### [Data in this exercise]
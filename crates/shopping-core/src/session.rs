//! Session
//!
//! Couples the application state with its repository: every operation that
//! changes the list collection is followed by a full save.

use log::{error, info, warn};

use crate::config::Config;
use crate::error::Result;
use crate::repository::{KeyValueStore, ListRepository};
use crate::state::AppState;

pub struct Session<S> {
    state: AppState,
    repo: ListRepository<S>,
    saved_revision: u64,
}

impl<S: KeyValueStore> Session<S> {
    /// Restore the saved lists. Unreadable data is copied aside under
    /// [`ListRepository::backup_key`] and the editor opens empty.
    pub fn open(store: S, config: &Config) -> Self {
        let repo = ListRepository::new(store, config.storage_key.clone());
        let lists = match repo.load() {
            Ok(lists) => lists,
            Err(e) => {
                warn!("unreadable lists under {:?}: {}", repo.key(), e);
                match repo.quarantine() {
                    Ok(Some(backup)) => warn!("kept the unreadable value under {:?}", backup),
                    Ok(None) => {}
                    Err(e) => error!("could not back up {:?}: {}", repo.key(), e),
                }
                Vec::new()
            }
        };
        info!("opened session with {} lists", lists.len());
        let state = AppState::from_lists(lists);
        Self {
            saved_revision: state.revision(),
            state,
            repo,
        }
    }

    pub fn state(&self) -> &AppState {
        &self.state
    }

    /// Run an operation, then save if the list collection changed.
    /// A failed save is logged; the in-memory change is kept.
    pub fn apply<T>(&mut self, op: impl FnOnce(&mut AppState) -> T) -> T {
        let result = op(&mut self.state);
        if let Err(e) = self.sync() {
            error!("failed to save lists: {}", e);
        }
        result
    }

    /// Save the collection if it changed since the last successful save
    pub fn sync(&mut self) -> Result<()> {
        if self.state.revision() == self.saved_revision {
            return Ok(());
        }
        self.repo.save(self.state.lists())?;
        self.saved_revision = self.state.revision();
        Ok(())
    }

    pub fn is_dirty(&self) -> bool {
        self.state.revision() != self.saved_revision
    }
}
//! In-memory key-value store for tests and non-browser hosts.

use std::cell::RefCell;
use std::collections::HashMap;

use super::traits::KeyValueStore;
use crate::error::Result;

#[derive(Debug, Default)]
pub struct MemoryStore {
    entries: RefCell<HashMap<String, String>>,
}

impl MemoryStore {
    pub fn new() -> Self {
        Self::default()
    }

    pub fn len(&self) -> usize {
        self.entries.borrow().len()
    }

    pub fn is_empty(&self) -> bool {
        self.entries.borrow().is_empty()
    }
}

impl KeyValueStore for MemoryStore {
    fn get(&self, key: &str) -> Result<Option<String>> {
        Ok(self.entries.borrow().get(key).cloned())
    }

    fn set(&self, key: &str, value: &str) -> Result<()> {
        self.entries.borrow_mut().insert(key.to_string(), value.to_string());
        Ok(())
    }

    fn remove(&self, key: &str) -> Result<()> {
        self.entries.borrow_mut().remove(key);
        Ok(())
    }
}

#[cfg(test)]
mod tests {
    use super::*;

    #[test]
    fn test_get_set_remove() {
        let store = MemoryStore::new();
        assert_eq!(store.get("k").unwrap(), None);

        store.set("k", "v1").unwrap();
        store.set("k", "v2").unwrap();
        assert_eq!(store.get("k").unwrap(), Some("v2".to_string()));
        assert_eq!(store.len(), 1);

        store.remove("k").unwrap();
        store.remove("k").unwrap();
        assert!(store.is_empty());
    }
}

### [Assignment]
Each line from the top of the listing down to and including the one containing "pub fn apply<T>(&mut" should be transcribed exactly; nothing else is to be output.

### [Exercise response]
filename crates/shopping-core/src/session.rs
//! Session
//!
//! Couples the application state with its repository: every operation that
//! changes the list collection is followed by a full save.

use log::{error, info, warn};

use crate::config::Config;
use crate::error::Result;
use crate::repository::{KeyValueStore, ListRepository};
use crate::state::AppState;

pub struct Session<S> {
    state: AppState,
    repo: ListRepository<S>,
    saved_revision: u64,
}

impl<S: KeyValueStore> Session<S> {
    /// Restore the saved lists. Unreadable data is copied aside under
    /// [`ListRepository::backup_key`] and the editor opens empty.
    pub fn open(store: S, config: &Config) -> Self {
        let repo = ListRepository::new(store, config.storage_key.clone());
        let lists = match repo.load() {
            Ok(lists) => lists,
            Err(e) => {
                warn!("unreadable lists under {:?}: {}", repo.key(), e);
                match repo.quarantine() {
                    Ok(Some(backup)) => warn!("kept the unreadable value under {:?}", backup),
                    Ok(None) => {}
                    Err(e) => error!("could not back up {:?}: {}", repo.key(), e),
                }
                Vec::new()
            }
        };
        info!("opened session with {} lists", lists.len());
        let state = AppState::from_lists(lists);
        Self {
            saved_revision: state.revision(),
            state,
            repo,
        }
    }

    pub fn state(&self) -> &AppState {
        &self.state
    }

    /// Run an operation, then save if the list collection changed.
    /// A failed save is logged; the in-memory change is kept.
    pub fn apply<T>(&mut self, op: impl FnOnce(&mut AppState) -> T) -> T {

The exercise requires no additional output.